Shocking Story – How the State and the Church colluded to steal babies

published on November 17, 2011

Spain’s stolen babies and the families who lived a lie
By Katya Adler BBC News, Spain

Spanish society has been shaken by allegations of the theft and trafficking of thousands of babies by nuns, priests and doctors, which started under Franco and continued up to the 1990s.

I first met Manoli Pagador in Getafe, in a working-class suburb of Madrid. She was attending a meeting for people affected by the scandal Spaniards call “ninos robados” – stolen children.

She has three daughters and lots of grandchildren, but she has never got over the loss of her first-born – a son – nearly 40 years ago.

She had come to think she was crazy for believing he was alive, instead of dead and buried as hospital doctors had told her.

“Now,” she said, gripping my hand tightly. “Look around the room at the other women here. All like me. The same background. The same experience. I’m not mad and my family finally believes me.”

In 1971 Manoli, who was 23 at the time and not long married, gave birth to what she was told was a healthy baby boy, but he was immediately taken away for what were called routine tests.

Nine interminable hours passed. “Then, a nun, who was also a nurse, coldly informed me that my baby had died,” she says.

They would not let her have her son’s body, nor would they tell her when the funeral would be.

Did she not think to question the hospital staff?

“Doctors, nuns?” she says, almost in horror. “I couldn’t accuse them of lying. This was Franco’s Spain. A dictatorship. Even now we Spaniards tend not to question authority.”

The scale of the baby trafficking was unknown until this year, when two men – Antonio Barroso and Juan Luis Moreno, childhood friends from a seaside town near Barcelona – discovered that they had been bought from a nun. Their parents weren’t their real parents, and their life had been built on a lie.

Juan Luis Moreno discovered the truth when the man he had been brought to call “father” was on his deathbed.

Antonio Barroso and Juan Luis Moreno Antonio Barroso and Juan Luis Moreno took their story to the papers – and opened the floodgates

“He said, ‘I bought you from a priest in Zaragoza’. He said that Antonio had been bought as well.”

The pair were hurt and angry. They say they felt like two dogs that had been bought at a pet shop. An adoption lawyer they turned to for advice said he came across cases like theirs all the time.

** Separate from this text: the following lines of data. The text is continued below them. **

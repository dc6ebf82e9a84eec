//! Engine configuration schema.
//!
//! Route definitions come from the external route source at runtime;
//! this module only covers engine-level knobs. All types derive Serde
//! traits for deserialization from whatever carrier the bootstrap uses.

use serde::{Deserialize, Serialize};

/// Root configuration for the gateway engine.
#[derive(Debug, Clone, Deserialize, Serialize, Default)]
#[serde(default)]
pub struct EngineConfig {
    /// Inbound listener settings.
    pub listener: ListenerConfig,

    /// Background health monitor settings.
    pub health_monitor: HealthMonitorConfig,

    /// Observability settings.
    pub observability: ObservabilityConfig,
}

/// Listener configuration.
#[derive(Debug, Clone, Deserialize, Serialize)]
#[serde(default)]
pub struct ListenerConfig {
    /// Bind address (e.g., "0.0.0.0:8080").
    pub bind_address: String,

    /// Inbound request timeout in seconds.
    pub request_timeout_secs: u64,
}

impl Default for ListenerConfig {
    fn default() -> Self {
        Self {
            bind_address: "0.0.0.0:8080".to_string(),
            request_timeout_secs: 30,
        }
    }
}

/// Health monitor scheduling.
#[derive(Debug, Clone, Deserialize, Serialize)]
#[serde(default)]
pub struct HealthMonitorConfig {
    /// Enable the background prober.
    pub enabled: bool,

    /// Monitor tick interval in seconds. Individual routes may declare a
    /// slower cadence; they are skipped until their own interval elapses.
    pub interval_secs: u64,
}

impl Default for HealthMonitorConfig {
    fn default() -> Self {
        Self {
            enabled: true,
            interval_secs: 10,
        }
    }
}

/// Observability configuration.
#[derive(Debug, Clone, Deserialize, Serialize)]
#[serde(default)]
pub struct ObservabilityConfig {
    /// Log level (trace, debug, info, warn, error).
    pub log_level: String,

    /// Enable the Prometheus exporter.
    pub metrics_enabled: bool,

    /// Exporter bind address.
    pub metrics_address: String,

    /// Telemetry snapshot flush interval in seconds.
    pub flush_interval_secs: u64,
}

impl Default for ObservabilityConfig {
    fn default() -> Self {
        Self {
            log_level: "info".to_string(),
            metrics_enabled: true,
            metrics_address: "0.0.0.0:9090".to_string(),
            flush_interval_secs: 30,
        }
    }
}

The pair went to the press and suddenly the story was everywhere. Mothers began to come forward across Spain with disturbingly similar stories.

‘Approved families’

After months of requests from the BBC, the Spanish government finally put forward Angel Nunez from the justice ministry to talk to me about Spain’s stolen children.

Asked if babies were stolen, Mr Nunez replied: “Without a doubt”.

“How many?” I asked.

“I don’t dare to come up with figures,” he answered carefully. “But from the volume of official investigations I dare to say there were many.”

Lawyers believe that up to 300,000 babies were taken.

The practice of removing children from parents deemed “undesirable” and placing them with “approved” families, began in the 1930s under the dictator General Francisco Franco.

At that time, the motivation may have been ideological. But years later, it seemed to change – babies began to be taken from parents considered morally – or economically – deficient. It became a money-spinner, too.

The scandal is closely linked to the Catholic Church, which under Franco assumed a prominent role in Spain’s social services including hospitals, schools and children’s homes.

Nuns and priests compiled waiting lists of would-be adoptive parents, while doctors were said to have lied to mothers about the fate of their children.